Among others at the company who helped Houdry in the development of the catalytic cracking process was Alex Golden Oblad.

The process was further developed by two MIT engineers, Warren K. Lewis and Edwin R. Gilliland, under contract to Standard Oil of New Jersey, now ExxonMobil. They developed the process into fluid catalytic cracking, which solved the problem of having to shut down the process to burn the coke off the catalyst by using a continuously circulating fluidized catalyst made of a fine zeolite powder. This process is still in widespread use, especially in the US where gasoline is in high demand compared to other refined products.

Houdry later became interested in automotive catalysts, and the catalytic converter was one of approximately 100 patents that he received, but nothing came of it until the 1970s because the tetraethyl lead that was still in use in the 1950s and 1960s poisoned the catalyst.

===Butadiene===
Houdry also invented a catalytic process to produce butadiene from butane gas, which was formed during crude oil production. During World War II, butadiene was important to the production of synthetic rubber.

===Oxy-Catalyst===

Houdry Auto Catalyst Patent 2742437

Following World War II, Houdry started the Oxy-Catalyst Company. Houdry was concerned with possible health risks relating to automobile and industrial air pollution. He built a generic catalytic converter capable of reducing carbon monoxide and unburned hydrocarbons from automobile exhausts. For his design, he received U.S. Patent 2,742,437 in 1956. Catalytic converters eventually became standard equipment in American cars, following passage of the Clean Air Act, introduced by Edmund S. Muskie in 1970.

==Scientific recognition==
Houdry's contributions to catalytic technology were recognized by numerous awards, including the Potts Medal of the Franklin Institute in 1948,
the Perkin Medal of the Society of Chemical Industry (American Section) in 1959,
the E. V. Murphree Award in Industrial and Engineering Chemistry of the American Chemical Society in 1962, and posthumous election to the National Inventors Hall of Fame in 1990.

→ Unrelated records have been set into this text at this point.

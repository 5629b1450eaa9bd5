//! C++ declaration queries

use napi::bindgen_prelude::BigInt;
use napi_derive::napi;

use clang_sys::*;

use super::ready;
use super::values::{Cursor, Type};

// ═══════════════════════════════════════════════════════════════════════════════
// CONSTRUCTORS, FIELDS, METHODS
// ═══════════════════════════════════════════════════════════════════════════════

#[napi(js_name = "clang_CXXConstructor_isConvertingConstructor")]
pub fn cxx_constructor_is_converting_constructor(cursor: &Cursor) -> napi::Result<u32> {
    ready()?;
    Ok(unsafe { clang_CXXConstructor_isConvertingConstructor(cursor.raw) } as u32)
}

#[napi(js_name = "clang_CXXConstructor_isCopyConstructor")]
pub fn cxx_constructor_is_copy_constructor(cursor: &Cursor) -> napi::Result<u32> {
    ready()?;
    Ok(unsafe { clang_CXXConstructor_isCopyConstructor(cursor.raw) } as u32)
}

#[napi(js_name = "clang_CXXConstructor_isDefaultConstructor")]
pub fn cxx_constructor_is_default_constructor(cursor: &Cursor) -> napi::Result<u32> {
    ready()?;
    Ok(unsafe { clang_CXXConstructor_isDefaultConstructor(cursor.raw) } as u32)
}

#[napi(js_name = "clang_CXXConstructor_isMoveConstructor")]
pub fn cxx_constructor_is_move_constructor(cursor: &Cursor) -> napi::Result<u32> {
    ready()?;
    Ok(unsafe { clang_CXXConstructor_isMoveConstructor(cursor.raw) } as u32)
}

#[napi(js_name = "clang_CXXField_isMutable")]
pub fn cxx_field_is_mutable(cursor: &Cursor) -> napi::Result<u32> {
    ready()?;
    Ok(unsafe { clang_CXXField_isMutable(cursor.raw) } as u32)
}

#[napi(js_name = "clang_CXXMethod_isDefaulted")]
pub fn cxx_method_is_defaulted(cursor: &Cursor) -> napi::Result<u32> {
    ready()?;
    Ok(unsafe { clang_CXXMethod_isDefaulted(cursor.raw) } as u32)
}

#[napi(js_name = "clang_CXXMethod_isPureVirtual")]
pub fn cxx_method_is_pure_virtual(cursor: &Cursor) -> napi::Result<u32> {
    ready()?;
    Ok(unsafe { clang_CXXMethod_isPureVirtual(cursor.raw) } as u32)
}

#[napi(js_name = "clang_CXXMethod_isStatic")]
pub fn cxx_method_is_static(cursor: &Cursor) -> napi::Result<u32> {
    ready()?;
    Ok(unsafe { clang_CXXMethod_isStatic(cursor.raw) } as u32)
}

#[napi(js_name = "clang_CXXMethod_isVirtual")]
pub fn cxx_method_is_virtual(cursor: &Cursor) -> napi::Result<u32> {
    ready()?;
    Ok(unsafe { clang_CXXMethod_isVirtual(cursor.raw) } as u32)
}

#[napi(js_name = "clang_CXXMethod_isConst")]
pub fn cxx_method_is_const(cursor: &Cursor) -> napi::Result<u32> {
    ready()?;
    Ok(unsafe { clang_CXXMethod_isConst(cursor.raw) } as u32)
}

#[napi(js_name = "clang_CXXRecord_isAbstract")]
pub fn cxx_record_is_abstract(cursor: &Cursor) -> napi::Result<u32> {
    ready()?;
    Ok(unsafe { clang_CXXRecord_isAbstract(cursor.raw) } as u32)
}

#[napi(js_name = "clang_EnumDecl_isScoped")]
pub fn enum_decl_is_scoped(cursor: &Cursor) -> napi::Result<u32> {
    ready()?;
    Ok(unsafe { clang_EnumDecl_isScoped(cursor.raw) } as u32)
}

#[napi(js_name = "clang_isVirtualBase")]
pub fn is_virtual_base(cursor: &Cursor) -> napi::Result<u32> {
    ready()?;
    Ok(unsafe { clang_isVirtualBase(cursor.raw) } as u32)
}

#[napi(js_name = "clang_getCXXAccessSpecifier")]
pub fn get_cxx_access_specifier(cursor: &Cursor) -> napi::Result<i32> {
    ready()?;
    Ok(unsafe { clang_getCXXAccessSpecifier(cursor.raw) } as i32)
}

#[napi(js_name = "clang_Cursor_getStorageClass")]
pub fn cursor_get_storage_class(cursor: &Cursor) -> napi::Result<i32> {
    ready()?;
    Ok(unsafe { clang_Cursor_getStorageClass(cursor.raw) } as i32)
}

#[napi(js_name = "clang_Cursor_isAnonymous")]
pub fn cursor_is_anonymous(cursor: &Cursor) -> napi::Result<u32> {
    ready()?;
    Ok(unsafe { clang_Cursor_isAnonymous(cursor.raw) } as u32)
}

#[napi(js_name = "clang_Cursor_isAnonymousRecordDecl")]
pub fn cursor_is_anonymous_record_decl(cursor: &Cursor) -> napi::Result<u32> {
    ready()?;
    Ok(unsafe { clang_Cursor_isAnonymousRecordDecl(cursor.raw) } as u32)
}

#[napi(js_name = "clang_Cursor_isInlineNamespace")]
pub fn cursor_is_inline_namespace(cursor: &Cursor) -> napi::Result<u32> {
    ready()?;
    Ok(unsafe { clang_Cursor_isInlineNamespace(cursor.raw) } as u32)
}

// ═══════════════════════════════════════════════════════════════════════════════
// OVERLOADS
// ═══════════════════════════════════════════════════════════════════════════════

#[napi(js_name = "clang_getNumOverloadedDecls")]
pub fn get_num_overloaded_decls(cursor: &Cursor) -> napi::Result<u32> {
    ready()?;
    Ok(unsafe { clang_getNumOverloadedDecls(cursor.raw) } as u32)
}

#[napi(js_name = "clang_getOverloadedDecl")]
pub fn get_overloaded_decl(cursor: &Cursor, index: u32) -> napi::Result<Cursor> {
    ready()?;
    Ok(Cursor::from(unsafe {
        clang_getOverloadedDecl(cursor.raw, index as _)
    }))
}

// ═══════════════════════════════════════════════════════════════════════════════
// TEMPLATES
// ═══════════════════════════════════════════════════════════════════════════════

#[napi(js_name = "clang_getTemplateCursorKind")]
pub fn get_template_cursor_kind(cursor: &Cursor) -> napi::Result<i32> {
    ready()?;
    Ok(unsafe { clang_getTemplateCursorKind(cursor.raw) } as i32)
}

#[napi(js_name = "clang_getSpecializedCursorTemplate")]
pub fn get_specialized_cursor_template(cursor: &Cursor) -> napi::Result<Cursor> {
    ready()?;
    Ok(Cursor::from(unsafe {
        clang_getSpecializedCursorTemplate(cursor.raw)
    }))
}

/// -1 unless `cursor` is a function or class template specialization.
#[napi(js_name = "clang_Cursor_getNumTemplateArguments")]
pub fn cursor_get_num_template_arguments(cursor: &Cursor) -> napi::Result<i32> {
    ready()?;
    Ok(unsafe { clang_Cursor_getNumTemplateArguments(cursor.raw) } as i32)
}

#[napi(js_name = "clang_Cursor_getTemplateArgumentKind")]
pub fn cursor_get_template_argument_kind(cursor: &Cursor, index: u32) -> napi::Result<i32> {
    ready()?;
    Ok(unsafe { clang_Cursor_getTemplateArgumentKind(cursor.raw, index as _) } as i32)
}

#[napi(js_name = "clang_Cursor_getTemplateArgumentType")]
pub fn cursor_get_template_argument_type(cursor: &Cursor, index: u32) -> napi::Result<Type> {
    ready()?;
    Ok(Type::from(unsafe {
        clang_Cursor_getTemplateArgumentType(cursor.raw, index as _)
    }))
}

#[napi(js_name = "clang_Cursor_getTemplateArgumentValue")]
pub fn cursor_get_template_argument_value(cursor: &Cursor, index: u32) -> napi::Result<i64> {
    ready()?;
    Ok(unsafe { clang_Cursor_getTemplateArgumentValue(cursor.raw, index as _) } as i64)
}

#[napi(js_name = "clang_Cursor_getTemplateArgumentUnsignedValue")]
pub fn cursor_get_template_argument_unsigned_value(
    cursor: &Cursor,
    index: u32,
) -> napi::Result<BigInt> {
    ready()?;
    let value = unsafe { clang_Cursor_getTemplateArgumentUnsignedValue(cursor.raw, index as _) };
    Ok(BigInt::from(value as u64))
}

He was awarded honorary degrees from Pennsylvania Military College (Doctor of Science) in 1940 and Grove City College in 1943. In 1967, the North American Catalysis Society created the Eugene J. Houdry Award in Applied Catalysis, awarded in odd numbered years since 1971, to "recognize and encourage individual contributions in the field of catalysis with emphasis on the development of new and improved catalysts and processes representing outstanding advances in their useful application".

On April 13, 1996, Houdry's work was recognized by the designation of a National Historic Chemical Landmark by the American Chemical Society at the site of the Sun Company (now Sunoco Logistics Partners L.P.) in Marcus Hook, Pennsylvania.

==Death==
Houdry died on July 18, 1962, at Upper Darby Township, Pennsylvania at the age of 70. He was survived by his sons and his wife, Genevieve Quilleret.